What Is a Fixed-Rate Loan?

A fixed-rate loan is one that has the same interest rate throughout the entire life of the loan. As opposed to variable-rate loans, where the interest rate fluctuates based on different factors. There are pros and cons to both types of interest rates, and you should do plenty of research before deciding which one is right for you. 

The advantage of a fixed-rate loan is that you know what you’re getting into from the start. You can plan accordingly, knowing that your interest rate will stay the same throughout the entire loan. The disadvantage would be that variable-rate loans, at times, may offer a lower interest rate. But that low rate can increase at any time, which is difficult to plan for in some cases. 

There are several types of loans that would be considered fixed-rate loans:

Auto loans: An auto loan is one that borrowers use to purchase a car, truck, SUV, or other types of vehicles. Most auto loans will include a fixed-rate loan. Your interest rate for the loan will depend on a few things including your credit score and credit history, your income, and the specific deals and offers the dealership is willing to give you. 

Mortgages: A mortgage is a loan you use to buy a home or property. These are some of the largest loans out there since property and homes are typically very expensive. Mortgages can come in both variable-rate or fixed-rate. Which one you choose will depend on your financial situation, and which one is better for you. 

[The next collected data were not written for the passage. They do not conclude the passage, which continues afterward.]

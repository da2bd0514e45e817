use rusqlite::{params, Connection, OptionalExtension};

use crate::db::DatabaseError;
use crate::models::*;

pub fn insert_diagnostic_report(
    conn: &Connection,
    report: &NewDiagnosticReport,
) -> Result<i64, DatabaseError> {
    let m = &report.measurements;
    conn.execute(
        "INSERT INTO diagnostic_reports
         (patient_id, doctor_id, primary_diagnosis, diagnosis_confidence,
          secondary_diagnoses, disease_probabilities, key_findings, recommendations,
          mmse_score, cdr_score, csf_tau_level, csf_abeta42_level, apoe_status,
          mri_file_path)
         VALUES (?1, ?2, ?3, ?4, ?5, ?6, ?7, ?8, ?9, ?10, ?11, ?12, ?13, ?14)",
        params![
            report.patient_id,
            report.doctor_id,
            report.primary_diagnosis,
            report.diagnosis_confidence,
            serde_json::to_string(&report.secondary_diagnoses)?,
            serde_json::to_string(&report.disease_probabilities)?,
            serde_json::to_string(&report.key_findings)?,
            serde_json::to_string(&report.recommendations)?,
            m.mmse_score,
            m.cdr_score,
            m.csf_tau_level,
            m.csf_abeta42_level,
            m.apoe_status,
            m.mri_file_path,
        ],
    )?;
    Ok(conn.last_insert_rowid())
}

pub fn get_diagnostic_report(
    conn: &Connection,
    id: i64,
) -> Result<Option<DiagnosticReport>, DatabaseError> {
    let report = conn
        .query_row(
            "SELECT id, patient_id, doctor_id, primary_diagnosis, diagnosis_confidence,
                    secondary_diagnoses, disease_probabilities, key_findings, recommendations,
                    mmse_score, cdr_score, csf_tau_level, csf_abeta42_level, apoe_status,
                    mri_file_path, created_at
             FROM diagnostic_reports WHERE id = ?1",
            params![id],
            |row| {
                let secondary: Option<String> = row.get(5)?;
                let probabilities: Option<String> = row.get(6)?;
                let findings: Option<String> = row.get(7)?;
                let recommendations: Option<String> = row.get(8)?;
                Ok(DiagnosticReport {
                    id: row.get(0)?,
                    patient_id: row.get(1)?,
                    doctor_id: row.get(2)?,
                    primary_diagnosis: row.get(3)?,
                    diagnosis_confidence: row.get(4)?,
                    secondary_diagnoses: parse_stored_strings(secondary.as_deref()),
                    disease_probabilities: probabilities
                        .as_deref()
                        .and_then(|p| serde_json::from_str(p).ok())
                        .unwrap_or_default(),
                    key_findings: parse_stored_strings(findings.as_deref()),
                    recommendations: parse_stored_strings(recommendations.as_deref()),
                    measurements: ClinicalMeasurements {
                        mmse_score: row.get(9)?,
                        cdr_score: row.get(10)?,
                        csf_tau_level: row.get(11)?,
                        csf_abeta42_level: row.get(12)?,
                        apoe_status: row.get(13)?,
                        mri_file_path: row.get(14)?,
                    },
                    created_at: row.get(15)?,
                })
            },
        )
        .optional()?;
    Ok(report)
}

/// Count reports at or above / below a confidence threshold.
/// Returns `(at_or_above, below)`.
pub fn count_reports_by_confidence(
    conn: &Connection,
    threshold: f64,
) -> Result<(i64, i64), DatabaseError> {
    let counts = conn.query_row(
        "SELECT
            COALESCE(SUM(CASE WHEN diagnosis_confidence >= ?1 THEN 1 ELSE 0 END), 0),
            COALESCE(SUM(CASE WHEN diagnosis_confidence < ?1 THEN 1 ELSE 0 END), 0)
         FROM diagnostic_reports",
        params![threshold],
        |row| Ok((row.get(0)?, row.get(1)?)),
    )?;
    Ok(counts)
}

Personal Loans: There are a number of different personal loan options that come with fixed interest rates. Personal installment loans, for instance, come with a fixed rate. This makes these loans good options for consolidating other, smaller debts. They’re also a good alternative to other higher-cost options like payday and title loans. 

No matter which loan or interest option you choose, the most important thing is to make sure you’ll be able to afford the payments. Late payments or missing payments altogether will add more fees, interest, and overall debt to your current situation.